Venus betritt die Fische: Mitgefühl und Hingabe
In den Fischen, dem Zeichen ihrer Erhöhung, entfaltet Venus ihre zarteste, grenzenloseste Gestalt. Liebe wird mitfühlend und entgrenzt, die Sehnsucht nach Verschmelzung und nach Schönheit ohne Bedingung wächst.
Die Fische gelten als das Zeichen, in dem Venus erhöht ist, das heißt, ihre Qualitäten kommen hier besonders rein und gesteigert zum Ausdruck. Das mutable Wasserzeichen unter der Mitherrschaft von Neptun verleiht der Liebesgöttin etwas Überpersönliches: Aus der individuellen Zuneigung wird universelles Mitgefühl, aus dem Begehren eine Sehnsucht nach Verschmelzung mit dem Größeren. Der Ingress dauert etwa drei bis vier Wochen.

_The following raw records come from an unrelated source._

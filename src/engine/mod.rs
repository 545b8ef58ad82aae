//! Trend Engine - one explicit instance owning all analysis state
//!
//! ```text
//! producers ──record()/ingest()──► WindowStore (per-sensor windows)
//!                                       │
//! scheduler ──run_cycle()─────► snapshot ─► analyze_window ─► aggregate_machine
//!                                       │
//!                                       └─► cycle averages ─► range status
//! ```
//!
//! The engine is `Send + Sync` and shared behind an `Arc`. Producers and the
//! analysis pass never contend on a global lock: window access is sharded by
//! sensor id, and the limits registry is read-only after construction.
//! A sensor whose window is sparse or whose limit is missing simply drops
//! out of the cycle; it cannot affect any other sensor or machine.

use chrono::{DateTime, Utc};
use rayon::prelude::*;
use serde::Serialize;
use std::collections::BTreeMap;
use std::sync::atomic::{AtomicU64, Ordering};
use std::sync::Arc;
use tracing::debug;

use crate::analysis::range_status::{classify_sensor, summarize, summarize_machines};
use crate::analysis::{aggregate_machine, analyze_window, belongs_to, machine_name};
use crate::config::TrendConfig;
use crate::types::{
    CycleReport, LimitsRegistry, MachineTrend, ReadingMessage, SensorReading, TrendAnalysis,
};
use crate::window::{StoreStats, WindowSnapshot, WindowStore};

/// Result of ingesting one message.
#[derive(Debug, Clone, Copy, Default, PartialEq, Eq, Serialize)]
pub struct IngestCounts {
    pub accepted: usize,
    pub skipped: usize,
}

pub struct TrendEngine {
    store: WindowStore,
    limits: Arc<LimitsRegistry>,
    config: TrendConfig,
    cycles: AtomicU64,
}

impl TrendEngine {
    pub fn new(limits: LimitsRegistry, config: TrendConfig) -> Self {
        Self::with_shared_limits(Arc::new(limits), config)
    }

    /// Build an engine over a registry shared with other engine instances.
    pub fn with_shared_limits(limits: Arc<LimitsRegistry>, config: TrendConfig) -> Self {
        Self {
            store: WindowStore::new(config.window.capacity),
            limits,
            config,
            cycles: AtomicU64::new(0),
        }
    }

    pub fn config(&self) -> &TrendConfig {
        &self.config
    }

    pub fn limits(&self) -> &LimitsRegistry {
        &self.limits
    }

    pub fn store_stats(&self) -> StoreStats {
        self.store.stats()
    }

    pub fn cycles_completed(&self) -> u64 {
        self.cycles.load(Ordering::Relaxed)
    }

    // ========================================================================
    // Ingestion
    // ========================================================================

    pub fn append(&self, sensor_id: &str, value: f64, timestamp: DateTime<Utc>) {
        self.store.append(sensor_id, value, timestamp);
    }

    pub fn record(&self, reading: &SensorReading) {
        self.store
            .append(&reading.sensor_id, reading.value, reading.timestamp);
    }

    /// Append every numeric reading in `message`.
    ///
    /// Repeated delivery of the same message is appended again; the engine
    /// does not deduplicate.
    pub fn ingest(&self, message: &ReadingMessage, received_at: DateTime<Utc>) -> IngestCounts {
        let decoded = message.decode(received_at);
        for reading in &decoded.readings {
            self.record(reading);
        }
        IngestCounts {
            accepted: decoded.readings.len(),
            skipped: decoded.skipped,
        }
    }

    pub fn snapshot(&self, sensor_id: &str) -> WindowSnapshot {
        self.store.snapshot(sensor_id)
    }

    pub fn sensor_ids(&self) -> Vec<String> {
        self.store.sensor_ids()
    }

    // ========================================================================
    // Analysis
    // ========================================================================

    /// Current trend for one sensor; `None` if data is insufficient or no limit exists.
    pub fn analyze_sensor(&self, sensor_id: &str) -> Option<TrendAnalysis> {
        let limit = self.limits.get(sensor_id)?;
        let window = self.store.snapshot(sensor_id);
        analyze_window(sensor_id, &window, Some(limit), &self.config)
    }

    /// Current roll-up for one machine; `None` if no sensor qualifies.
    pub fn analyze_machine(&self, machine: &str) -> Option<MachineTrend> {
        let analyses: Vec<TrendAnalysis> = self
            .store
            .sensor_ids()
            .into_iter()
            .filter(|id| belongs_to(id, machine))
            .filter_map(|id| self.analyze_sensor(&id))
            .collect();
        aggregate_machine(machine, &analyses, &self.config.aggregation)
    }

    /// Full analyze-and-aggregate pass over every tracked sensor.
    ///
    /// Also drains the per-cycle reading averages used for range status.
    pub fn run_cycle(&self) -> CycleReport {
        let cycle = self.cycles.fetch_add(1, Ordering::Relaxed) + 1;
        let sensor_ids = self.store.sensor_ids();

        let sensor_trends: Vec<TrendAnalysis> = sensor_ids
            .par_iter()
            .filter_map(|id| self.analyze_sensor(id))
            .collect();

        let mut by_machine: BTreeMap<&str, Vec<&TrendAnalysis>> = BTreeMap::new();
        for analysis in &sensor_trends {
            if let Some(machine) = machine_name(&analysis.sensor_id) {
                by_machine.entry(machine).or_default().push(analysis);
            }
        }
        let machine_trends: Vec<MachineTrend> = by_machine
            .iter()
            .filter_map(|(machine, analyses)| {
                aggregate_machine(machine, analyses.iter().copied(), &self.config.aggregation)
            })
            .collect();

        let sensor_status: Vec<_> = sensor_ids
            .iter()
            .filter_map(|id| {
                let average = self.store.take_cycle_average(id)?;
                let limit = self.limits.get(id)?;
                Some(classify_sensor(id, average, limit, &self.config.analysis))
            })
            .collect();

        let unassigned_sensors: Vec<String> = sensor_ids
            .iter()
            .filter(|id| machine_name(id).is_none())
            .cloned()
            .collect();

        debug!(
            cycle,
            sensors = sensor_ids.len(),
            analysed = sensor_trends.len(),
            machines = machine_trends.len(),
            "Analysis cycle complete"
        );

        CycleReport {
            cycle,
            generated_at: Utc::now(),
            sensors_tracked: sensor_ids.len(),
            machine_status: summarize_machines(&sensor_status),
            range_summary: summarize(&sensor_status),
            sensor_trends,
            machine_trends,
            sensor_status,
            unassigned_sensors,
        }
    }
}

Kollektiv wächst in dieser Phase die Empfänglichkeit für das Feine, das Spirituelle und das Künstlerische. Mitgefühl und Hilfsbereitschaft nehmen zu, Grenzen zwischen Ich und Du werden durchlässiger. Es ist eine inspirierende Zeit für Musik, Poesie, Malerei und für alles, was nicht aus dem Verstand, sondern aus der Empfindung kommt. Die Fische-Venus liebt nicht, weil etwas verdient wird, sondern bedingungslos.

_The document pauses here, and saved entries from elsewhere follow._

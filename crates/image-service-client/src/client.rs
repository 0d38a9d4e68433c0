//! Connection handling for the image retrieval service
//!
//! Each `fetch` call opens one TCP connection, sends the raw UTF-8 search
//! term, and accumulates everything the service sends back until it closes
//! the connection. Retries are the caller's responsibility.

use crate::error::{FetchError, Result};
use std::time::Duration;
use tokio::io::{AsyncReadExt, AsyncWriteExt};
use tokio::net::TcpStream;
use tokio::time::timeout;
use tracing::{debug, warn};

/// Default overall timeout for a single fetch
pub const DEFAULT_TIMEOUT: Duration = Duration::from_millis(15_000);

/// Timeout for the reachability probe
pub const PROBE_TIMEOUT: Duration = Duration::from_millis(5_000);

/// TCP client for the image retrieval service
pub struct ImageServiceClient {
    host: String,
    port: u16,
    timeout: Duration,
}

impl ImageServiceClient {
    pub fn new(host: impl Into<String>, port: u16, timeout: Duration) -> Self {
        Self {
            host: host.into(),
            port,
            timeout,
        }
    }

    pub fn host(&self) -> &str {
        &self.host
    }

    pub fn port(&self) -> u16 {
        self.port
    }

    /// Fetch the image bytes for a search term
    ///
    /// Succeeds only if the connection completed and at least one byte
    /// arrived before the peer closed. The whole connect/write/read
    /// sequence races against the configured timeout; on expiry the
    /// connection is dropped and any buffered bytes are discarded.
    pub async fn fetch(&self, search_term: &str) -> Result<Vec<u8>> {
        match timeout(self.timeout, self.fetch_inner(search_term)).await {
            Ok(result) => result,
            Err(_) => {
                warn!(
                    host = %self.host,
                    port = self.port,
                    timeout_ms = self.timeout.as_millis() as u64,
                    "Image service request timed out"
                );
                Err(FetchError::Timeout)
            }
        }
    }

    async fn fetch_inner(&self, search_term: &str) -> Result<Vec<u8>> {
        let addr = format!("{}:{}", self.host, self.port);

        let mut stream = TcpStream::connect(&addr)
            .await
            .map_err(|e| FetchError::ConnectFailed(e.to_string()))?;
        debug!(addr = %addr, term = search_term, "Connected to image service");

        stream.write_all(search_term.as_bytes()).await?;

        let mut payload = Vec::new();
        stream.read_to_end(&mut payload).await?;

        if payload.is_empty() {
            return Err(FetchError::EmptyPayload);
        }

        debug!(size = payload.len(), "Received image data");
        Ok(payload)
    }

    /// Check whether the image service accepts connections
    ///
    /// Opens and immediately drops a connection with a short timeout.
    pub async fn probe(&self) -> bool {
        let addr = format!("{}:{}", self.host, self.port);
        matches!(
            timeout(PROBE_TIMEOUT, TcpStream::connect(&addr)).await,
            Ok(Ok(_))
        )
    }
}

Persönlich kann diese Phase das Herz weit öffnen. Man vergibt leichter, fühlt sich mit allem verbunden und sehnt sich nach einer Liebe, die über das Alltägliche hinausreicht. Romantik bekommt einen traumhaften, fast überirdischen Glanz. Auch die Kreativität fließt nun aus tieferen Quellen.
Doch gerade die Grenzenlosigkeit birgt die Gefahr. Die Fische-Venus neigt zur Illusion, zur Selbstaufgabe und zum Opfer, das niemand verlangt hat. Man verliebt sich leicht in ein Idealbild statt in einen wirklichen Menschen und verschwimmt in Beziehungen bis zur Selbstauflösung. Psychologisch betrachtet stellt dieser Ingress die Frage nach dem Unterschied zwischen Hingabe und Verlust der eigenen Kontur. Die Reife dieser Wochen besteht darin, mitfühlend und durchlässig zu sein, ohne sich aufzulösen, und die Sehnsucht nach dem Grenzenlosen ins Schöpferische statt in die Flucht zu lenken.